- _MATERIALS PROVIDED_:
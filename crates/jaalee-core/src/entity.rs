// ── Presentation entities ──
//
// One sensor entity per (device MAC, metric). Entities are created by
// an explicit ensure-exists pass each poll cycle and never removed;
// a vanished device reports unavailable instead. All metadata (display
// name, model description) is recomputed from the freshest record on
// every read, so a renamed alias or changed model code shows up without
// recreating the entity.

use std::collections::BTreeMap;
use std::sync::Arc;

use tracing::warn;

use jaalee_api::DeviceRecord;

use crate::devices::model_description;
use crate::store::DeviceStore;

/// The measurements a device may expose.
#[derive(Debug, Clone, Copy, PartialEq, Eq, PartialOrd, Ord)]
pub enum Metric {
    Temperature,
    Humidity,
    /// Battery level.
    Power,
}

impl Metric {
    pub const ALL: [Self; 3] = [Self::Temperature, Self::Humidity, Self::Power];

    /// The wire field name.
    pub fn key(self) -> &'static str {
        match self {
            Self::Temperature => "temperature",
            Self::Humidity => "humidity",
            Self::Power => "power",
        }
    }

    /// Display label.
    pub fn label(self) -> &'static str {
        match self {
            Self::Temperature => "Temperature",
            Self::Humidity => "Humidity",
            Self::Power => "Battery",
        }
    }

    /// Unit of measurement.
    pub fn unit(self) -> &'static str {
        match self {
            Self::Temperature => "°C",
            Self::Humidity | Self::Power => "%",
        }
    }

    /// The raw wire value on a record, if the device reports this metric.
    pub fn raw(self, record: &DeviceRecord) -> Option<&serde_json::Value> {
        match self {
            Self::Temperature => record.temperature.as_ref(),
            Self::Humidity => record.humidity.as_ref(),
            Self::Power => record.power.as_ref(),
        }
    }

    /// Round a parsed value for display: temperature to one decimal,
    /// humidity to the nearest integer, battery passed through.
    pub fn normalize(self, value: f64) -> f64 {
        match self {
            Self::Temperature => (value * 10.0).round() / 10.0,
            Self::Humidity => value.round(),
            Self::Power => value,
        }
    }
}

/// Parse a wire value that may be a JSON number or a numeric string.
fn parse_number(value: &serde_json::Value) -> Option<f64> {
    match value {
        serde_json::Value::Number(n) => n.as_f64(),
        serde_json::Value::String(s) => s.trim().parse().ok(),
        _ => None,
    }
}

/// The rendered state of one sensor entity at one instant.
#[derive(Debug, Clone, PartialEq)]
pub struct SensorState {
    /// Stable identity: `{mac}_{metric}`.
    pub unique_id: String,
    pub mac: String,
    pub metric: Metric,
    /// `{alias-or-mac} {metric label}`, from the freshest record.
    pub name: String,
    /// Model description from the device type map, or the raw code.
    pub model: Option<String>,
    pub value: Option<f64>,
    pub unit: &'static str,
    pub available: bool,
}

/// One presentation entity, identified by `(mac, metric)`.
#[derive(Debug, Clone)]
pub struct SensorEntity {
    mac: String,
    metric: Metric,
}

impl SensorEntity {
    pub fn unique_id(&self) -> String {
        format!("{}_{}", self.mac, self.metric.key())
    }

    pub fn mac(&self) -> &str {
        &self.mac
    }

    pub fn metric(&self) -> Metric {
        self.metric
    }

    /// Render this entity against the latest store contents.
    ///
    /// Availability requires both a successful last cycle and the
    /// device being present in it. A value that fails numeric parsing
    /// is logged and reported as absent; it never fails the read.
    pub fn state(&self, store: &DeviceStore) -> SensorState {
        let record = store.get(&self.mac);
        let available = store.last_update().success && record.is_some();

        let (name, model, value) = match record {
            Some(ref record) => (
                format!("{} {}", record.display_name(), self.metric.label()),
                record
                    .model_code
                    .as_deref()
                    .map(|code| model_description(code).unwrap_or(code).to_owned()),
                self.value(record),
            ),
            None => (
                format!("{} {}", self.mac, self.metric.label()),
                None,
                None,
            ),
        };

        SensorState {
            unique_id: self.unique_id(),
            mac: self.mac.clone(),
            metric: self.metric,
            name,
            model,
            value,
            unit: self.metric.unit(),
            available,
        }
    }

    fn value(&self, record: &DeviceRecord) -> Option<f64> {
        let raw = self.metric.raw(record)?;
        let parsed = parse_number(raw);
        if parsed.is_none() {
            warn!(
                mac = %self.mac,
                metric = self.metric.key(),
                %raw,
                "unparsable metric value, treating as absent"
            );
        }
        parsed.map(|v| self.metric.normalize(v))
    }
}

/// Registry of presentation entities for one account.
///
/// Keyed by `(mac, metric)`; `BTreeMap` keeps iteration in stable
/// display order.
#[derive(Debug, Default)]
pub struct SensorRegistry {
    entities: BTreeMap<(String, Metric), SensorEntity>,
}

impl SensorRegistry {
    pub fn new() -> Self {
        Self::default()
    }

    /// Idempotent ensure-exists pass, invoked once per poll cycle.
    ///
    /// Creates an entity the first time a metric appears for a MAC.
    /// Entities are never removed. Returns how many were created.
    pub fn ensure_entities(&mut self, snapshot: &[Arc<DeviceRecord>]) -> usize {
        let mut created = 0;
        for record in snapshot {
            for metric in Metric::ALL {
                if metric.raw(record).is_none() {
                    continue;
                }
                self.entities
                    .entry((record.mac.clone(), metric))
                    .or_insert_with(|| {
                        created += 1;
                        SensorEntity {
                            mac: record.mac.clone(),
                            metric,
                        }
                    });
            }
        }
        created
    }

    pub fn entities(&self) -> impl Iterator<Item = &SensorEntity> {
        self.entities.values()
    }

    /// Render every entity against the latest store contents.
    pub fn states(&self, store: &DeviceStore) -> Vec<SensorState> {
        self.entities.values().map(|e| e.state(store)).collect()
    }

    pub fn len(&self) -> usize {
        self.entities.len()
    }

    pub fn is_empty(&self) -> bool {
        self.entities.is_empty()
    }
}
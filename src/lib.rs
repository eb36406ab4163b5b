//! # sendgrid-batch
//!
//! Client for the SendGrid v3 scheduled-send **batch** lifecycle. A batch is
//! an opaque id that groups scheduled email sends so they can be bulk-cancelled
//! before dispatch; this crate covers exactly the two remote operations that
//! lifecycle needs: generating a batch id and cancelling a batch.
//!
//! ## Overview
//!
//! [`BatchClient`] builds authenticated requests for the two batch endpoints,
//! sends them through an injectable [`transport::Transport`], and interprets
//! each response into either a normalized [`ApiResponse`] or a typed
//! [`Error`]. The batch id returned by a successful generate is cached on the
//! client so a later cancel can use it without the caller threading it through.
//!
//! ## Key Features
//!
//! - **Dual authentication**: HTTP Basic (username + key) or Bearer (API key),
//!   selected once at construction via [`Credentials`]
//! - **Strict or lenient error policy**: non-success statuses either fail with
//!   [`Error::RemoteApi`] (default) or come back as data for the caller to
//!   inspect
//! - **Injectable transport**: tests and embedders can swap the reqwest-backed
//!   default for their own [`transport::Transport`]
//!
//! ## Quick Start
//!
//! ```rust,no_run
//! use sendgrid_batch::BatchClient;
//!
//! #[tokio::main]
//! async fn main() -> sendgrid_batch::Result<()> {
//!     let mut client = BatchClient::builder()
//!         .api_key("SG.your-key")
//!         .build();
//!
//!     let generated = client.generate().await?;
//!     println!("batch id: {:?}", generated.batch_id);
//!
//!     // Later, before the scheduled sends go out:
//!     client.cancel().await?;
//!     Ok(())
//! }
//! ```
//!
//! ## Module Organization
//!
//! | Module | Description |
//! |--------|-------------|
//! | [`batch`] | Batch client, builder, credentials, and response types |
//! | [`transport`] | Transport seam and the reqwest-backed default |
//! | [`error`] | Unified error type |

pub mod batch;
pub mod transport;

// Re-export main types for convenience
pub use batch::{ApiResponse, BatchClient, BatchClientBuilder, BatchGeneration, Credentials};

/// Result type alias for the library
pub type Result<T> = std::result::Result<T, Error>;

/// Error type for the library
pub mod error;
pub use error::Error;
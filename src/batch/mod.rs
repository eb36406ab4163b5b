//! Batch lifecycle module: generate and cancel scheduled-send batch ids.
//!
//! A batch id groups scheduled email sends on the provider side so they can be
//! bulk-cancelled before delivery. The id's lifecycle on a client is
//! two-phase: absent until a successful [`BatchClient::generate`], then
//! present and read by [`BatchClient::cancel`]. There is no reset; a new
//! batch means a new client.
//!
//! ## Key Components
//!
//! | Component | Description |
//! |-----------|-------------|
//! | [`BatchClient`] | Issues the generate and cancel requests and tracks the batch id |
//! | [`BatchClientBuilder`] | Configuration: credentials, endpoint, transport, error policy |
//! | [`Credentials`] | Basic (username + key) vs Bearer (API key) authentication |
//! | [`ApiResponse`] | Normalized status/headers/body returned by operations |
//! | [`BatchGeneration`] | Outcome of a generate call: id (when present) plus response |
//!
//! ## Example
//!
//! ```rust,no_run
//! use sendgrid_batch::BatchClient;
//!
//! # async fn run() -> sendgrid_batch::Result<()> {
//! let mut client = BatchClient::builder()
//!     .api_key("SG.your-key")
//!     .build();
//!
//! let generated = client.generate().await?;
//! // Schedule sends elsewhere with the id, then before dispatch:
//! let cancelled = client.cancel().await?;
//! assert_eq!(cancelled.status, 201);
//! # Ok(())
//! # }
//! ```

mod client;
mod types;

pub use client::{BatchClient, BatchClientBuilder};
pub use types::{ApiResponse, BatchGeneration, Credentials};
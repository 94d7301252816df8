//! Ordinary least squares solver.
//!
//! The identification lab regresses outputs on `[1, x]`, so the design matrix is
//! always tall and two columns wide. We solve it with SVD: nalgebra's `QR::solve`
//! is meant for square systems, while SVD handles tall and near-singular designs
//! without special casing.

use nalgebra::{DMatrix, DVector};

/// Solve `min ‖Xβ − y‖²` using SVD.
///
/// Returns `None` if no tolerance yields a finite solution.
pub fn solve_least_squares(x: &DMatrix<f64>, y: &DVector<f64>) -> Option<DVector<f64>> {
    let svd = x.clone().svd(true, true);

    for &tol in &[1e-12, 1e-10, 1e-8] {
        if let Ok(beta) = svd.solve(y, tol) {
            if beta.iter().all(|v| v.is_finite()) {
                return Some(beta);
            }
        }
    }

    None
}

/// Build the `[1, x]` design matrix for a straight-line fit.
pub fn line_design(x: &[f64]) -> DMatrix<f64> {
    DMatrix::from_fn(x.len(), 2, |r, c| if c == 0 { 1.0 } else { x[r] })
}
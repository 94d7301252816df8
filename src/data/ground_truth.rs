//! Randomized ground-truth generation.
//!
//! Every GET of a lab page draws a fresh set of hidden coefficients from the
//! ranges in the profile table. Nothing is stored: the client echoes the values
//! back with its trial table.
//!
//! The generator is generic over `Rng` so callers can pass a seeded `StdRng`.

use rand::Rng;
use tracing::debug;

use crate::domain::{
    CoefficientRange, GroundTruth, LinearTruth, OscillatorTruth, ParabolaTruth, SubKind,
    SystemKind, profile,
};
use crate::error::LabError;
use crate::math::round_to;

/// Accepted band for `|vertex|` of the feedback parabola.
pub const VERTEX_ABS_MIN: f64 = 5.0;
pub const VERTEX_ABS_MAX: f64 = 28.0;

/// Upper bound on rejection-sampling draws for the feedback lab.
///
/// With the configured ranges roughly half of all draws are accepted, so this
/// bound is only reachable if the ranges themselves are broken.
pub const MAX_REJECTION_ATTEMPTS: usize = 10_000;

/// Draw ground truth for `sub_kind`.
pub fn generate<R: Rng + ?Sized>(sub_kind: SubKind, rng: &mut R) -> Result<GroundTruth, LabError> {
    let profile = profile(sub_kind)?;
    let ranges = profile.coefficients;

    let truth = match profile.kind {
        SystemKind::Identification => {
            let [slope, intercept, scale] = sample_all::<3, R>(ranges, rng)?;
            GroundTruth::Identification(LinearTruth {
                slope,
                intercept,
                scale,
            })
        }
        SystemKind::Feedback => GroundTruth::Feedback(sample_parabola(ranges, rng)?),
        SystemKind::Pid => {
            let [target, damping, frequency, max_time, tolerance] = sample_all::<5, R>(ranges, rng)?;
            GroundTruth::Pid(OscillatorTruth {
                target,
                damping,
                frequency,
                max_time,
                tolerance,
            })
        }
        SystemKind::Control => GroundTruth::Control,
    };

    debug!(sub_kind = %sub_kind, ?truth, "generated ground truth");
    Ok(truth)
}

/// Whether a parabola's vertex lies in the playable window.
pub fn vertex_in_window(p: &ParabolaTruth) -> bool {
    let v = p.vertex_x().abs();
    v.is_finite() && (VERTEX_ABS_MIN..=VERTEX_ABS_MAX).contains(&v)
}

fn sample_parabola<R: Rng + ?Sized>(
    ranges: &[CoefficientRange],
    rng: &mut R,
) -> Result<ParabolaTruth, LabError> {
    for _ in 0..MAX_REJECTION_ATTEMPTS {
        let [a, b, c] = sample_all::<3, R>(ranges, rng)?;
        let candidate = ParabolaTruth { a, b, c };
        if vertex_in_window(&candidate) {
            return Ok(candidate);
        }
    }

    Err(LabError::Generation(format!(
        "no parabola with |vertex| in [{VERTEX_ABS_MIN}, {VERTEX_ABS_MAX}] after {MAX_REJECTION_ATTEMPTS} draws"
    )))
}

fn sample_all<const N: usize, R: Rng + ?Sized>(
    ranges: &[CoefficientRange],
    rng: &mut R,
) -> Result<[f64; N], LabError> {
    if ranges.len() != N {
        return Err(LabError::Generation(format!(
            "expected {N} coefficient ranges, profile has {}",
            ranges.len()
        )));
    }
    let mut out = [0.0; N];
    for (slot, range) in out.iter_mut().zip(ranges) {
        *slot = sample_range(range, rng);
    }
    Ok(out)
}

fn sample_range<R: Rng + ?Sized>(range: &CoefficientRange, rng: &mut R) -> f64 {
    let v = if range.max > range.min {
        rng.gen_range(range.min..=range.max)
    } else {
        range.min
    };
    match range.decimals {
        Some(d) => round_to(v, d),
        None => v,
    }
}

- _WORK INSTRUCTION_:
If a line in the records holds the string "DeviceRecord", copy it.

- _RESPONSE FOR THIS EXERCISE_:
use jaalee_api::DeviceRecord;
    pub fn raw(self, record: &DeviceRecord) -> Option<&serde_json::Value> {
    fn value(&self, record: &DeviceRecord) -> Option<f64> {
    pub fn ensure_entities(&mut self, snapshot: &[Arc<DeviceRecord>]) -> usize {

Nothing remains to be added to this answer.